Just days after President Obama’s decision to nominate Judge Sonia Sotomayor to the Supreme Court, one doesn’t have to look too hard to find an opinion on the subject. Advertisements supporting and opposing the nomination can already be found on television, and statements from dozens of organizations have already been released.
The Washington Post reports that conservative legal groups are attempting to define her as a judicial activist, with former House Speaker Newt Gingrich going so far as to call her a racist. Charmaine Yoest of the conservative group Americans United for Life had this to say about the nominee: “There is no doubt that Judge Sotomayor’s philosophy is that she is not only a practitioner of activism, but a defender of it.”

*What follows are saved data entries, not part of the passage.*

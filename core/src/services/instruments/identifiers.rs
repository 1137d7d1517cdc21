//! Translation of Interactive Brokers (Lynx) symbols into Yahoo Finance tickers.

use once_cell::sync::Lazy;
use regex::Regex;

static PREFERRED_SHARE_PATTERN: Lazy<Regex> = Lazy::new(|| Regex::new(r"^(.+)-PR([A-Z])$").unwrap());

/// IB exchange code to Yahoo suffix. US venues carry no suffix.
pub const EXCHANGE_SUFFIX: &[(&str, &str)] = &[
    ("HEX", ".HE"),
    ("SFB", ".ST"),
    ("OSE", ".OL"),
    ("TSE", ".TO"),
    ("TSEJ", ".T"),
    ("SBF", ".PA"),
    ("FWB", ".F"),
    // FWB2 is Xetra at IB, but Yahoo has better coverage on .F
    ("FWB2", ".F"),
    ("IBIS", ".DE"),
    ("LSE", ".L"),
    ("SEHK", ".HK"),
    ("NYSE", ""),
    ("NASDAQ", ""),
    ("ARCA", ""),
    ("AMEX", ""),
];

const US_EXCHANGES: [&str; 4] = ["NYSE", "NASDAQ", "AMEX", "ARCA"];

/// (IB symbol, exchange) pairs that the rules below get wrong or that Yahoo lists elsewhere.
pub const SYMBOL_OVERRIDES: &[((&str, &str), &str)] = &[
    // Oslo "o" suffix
    (("EQNRo", "OSE"), "EQNR.OL"),
    (("FROo", "OSE"), "FRO.OL"),
    (("NHYo", "OSE"), "NHY.OL"),
    (("YARo", "OSE"), "YAR.OL"),
    // Hong Kong, zero padded
    (("11", "SEHK"), "0011.HK"),
    (("669", "SEHK"), "0669.HK"),
    (("700", "SEHK"), "0700.HK"),
    (("916", "SEHK"), "0916.HK"),
    // Toronto REIT units
    (("SGR.UN", "TSE"), "SGR-UN.TO"),
    (("AD.UN", "TSE"), "AD-UN.TO"),
    (("AP.UN", "TSE"), "AP-UN.TO"),
    // US preferred shares
    (("RNR PRF", "NYSE"), "RNR-PF"),
    (("CIM PRA", "NYSE"), "CIM-PA"),
    (("CIM PRB", "NYSE"), "CIM-PB"),
    // Helsinki short codes
    (("KEK", "HEX"), "KESKOB.HE"),
    (("FOT", "HEX"), "FORTUM.HE"),
    (("04Q", "HEX"), "NDA-FI.HE"),
    (("N2S", "HEX"), "MANTA.HE"),
    (("RPL", "HEX"), "UPM.HE"),
    (("OUTA", "HEX"), "OUT1V.HE"),
    (("OFK", "HEX"), "ORNBV.HE"),
    (("NEF", "HEX"), "NESTE.HE"),
    (("TLS", "HEX"), "TELIA1.HE"),
    (("2A41", "HEX"), "AKTIA.HE"),
    (("STEAVh", "HEX"), "STEAV.HE"),
    (("TOKMAh", "HEX"), "TOKMAN.HE"),
    (("TTEB", "HEX"), "TIETO.HE"),
    // Frankfurt listings mapped to the primary exchange
    (("RAUA", "FWB"), "RAUTE.HE"),
    (("TELIA1", "FWB"), "TELIA1.HE"),
    (("BEW", "FWB2"), "BEW.F"),
    (("GKE", "FWB2"), "GKE.F"),
    (("CVZ", "FWB2"), "CVZ.F"),
    // delisted or renamed, Yahoo still serves the old ticker
    (("GOGL", "NASDAQ"), "GOGL"),
    (("PTMN", "NASDAQ"), "PTMN"),
];

pub fn get_symbol_override(ib_symbol: &str, exchange: &str) -> Option<&'static str> {
    SYMBOL_OVERRIDES
        .iter()
        .find(|((symbol, exch), _)| *symbol == ib_symbol && *exch == exchange)
        .map(|(_, yahoo_symbol)| *yahoo_symbol)
}

pub fn get_exchange_suffix(exchange: &str) -> &'static str {
    EXCHANGE_SUFFIX
        .iter()
        .find(|(exch, _)| *exch == exchange)
        .map(|(_, suffix)| *suffix)
        .unwrap_or("")
}

fn strip_trailing(symbol: String, marker: char) -> String {
    if symbol.chars().count() > 1 && symbol.ends_with(marker) {
        symbol[..symbol.len() - marker.len_utf8()].to_string()
    } else {
        symbol
    }
}

fn has_known_suffix(symbol: &str) -> bool {
    symbol.contains('.')
        && EXCHANGE_SUFFIX
            .iter()
            .any(|(_, suffix)| !suffix.is_empty() && symbol.ends_with(suffix))
}

/// Converts an IB symbol and listing exchange into the ticker Yahoo Finance expects.
///
/// Overrides win over every rule. Otherwise spaces become hyphens, the Oslo `o` and
/// Helsinki `h` class markers are dropped, Hong Kong codes are padded to four digits,
/// Toronto `.UN` units become `-UN` and US preferred `-PRx` becomes `-Px`. Symbols that
/// already carry a Yahoo suffix are not suffixed again.
pub fn get_yahoo_symbol(ib_symbol: &str, exchange: &str) -> String {
    if let Some(yahoo_symbol) = get_symbol_override(ib_symbol, exchange) {
        return yahoo_symbol.to_string();
    }

    let suffix = get_exchange_suffix(exchange);
    let mut symbol = ib_symbol.replace(' ', "-");

    match exchange {
        "OSE" => symbol = strip_trailing(symbol, 'o'),
        "HEX" => symbol = strip_trailing(symbol, 'h'),
        "SEHK" if !symbol.is_empty() && symbol.chars().all(|c| c.is_ascii_digit()) => {
            symbol = format!("{:0>4}", symbol)
        }
        "TSE" => symbol = symbol.replace(".UN", "-UN"),
        _ if US_EXCHANGES.contains(&exchange) => {
            if let Some(caps) = PREFERRED_SHARE_PATTERN.captures(&symbol) {
                symbol = format!("{}-P{}", &caps[1], &caps[2]);
            }
        }
        _ => {}
    }

    if has_known_suffix(&symbol) {
        return symbol;
    }
    format!("{}{}", symbol, suffix)
}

Judge Sotomayor also has her share of supporters. Senator Leahy released a statement praising her for her work on the bench:
Judge Sotomayor has a long and distinguished career on the federal bench. She has been nominated by both Democratic and Republican presidents, and she was twice confirmed by the Senate with strong, bipartisan support. Her record is exemplary. Judge Sotomayor’s nomination is an historic one, and when confirmed she will become the first Hispanic Justice, and just the third woman to sit on the nation’s highest court.
Vice President Joe Biden praised the Sotomayor nomination as a “home run” because of her life story, arguing in an e-mail to supporters that as someone “herself born and raised in a South Bronx housing project — has summed up the American dream in her own incredible story and never once forgotten how the law affects our daily lives.”
Despite the backlash from conservative groups, it is generally expected that Judge Sotomayor will be confirmed, given the overwhelming majority Democrats enjoy in the Senate. In fact, Sen. Jeff Sessions, the Ranking Member of the Senate Judiciary Committee, has admitted that there is little chance of a filibuster, according to the Associated Press. However, he has promised to raise questions about what he calls “serious problems” regarding Judge Sotomayor.
“We have an absolute constitutional duty to make sure that any nominee, no matter what their background and what kind of life story they have . . . will be faithful to the law and not allow their personal views to influence decision-making,” Sen. Sessions said.
Initial polling also seems to favor her confirmation. Talking Points Memo discusses two new polls that show an overall favorable opinion of Judge Sotomayor from the general public.